DATASET RECORDS section start

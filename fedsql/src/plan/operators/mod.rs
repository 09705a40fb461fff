// Copyright (c) 2024-2025 DeepGraph Inc.
// SPDX-License-Identifier: Apache-2.0
//
//! Operator definitions for logical and physical query plans

pub mod logical;
pub mod physical;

DATASET RECORDS section end

→ ASSIGNMENT:
Every entry should be reproduced word for word.

→ TASK OUTPUT:
filename fedsql/src/plan/operators/mod.rs
repository 09705a40fb461fff
// Copyright (c) 2024-2025 DeepGraph Inc.
// SPDX-License-Identifier: Apache-2.0
//
//! Operator definitions for logical and physical query plans

pub mod logical;
pub mod physical;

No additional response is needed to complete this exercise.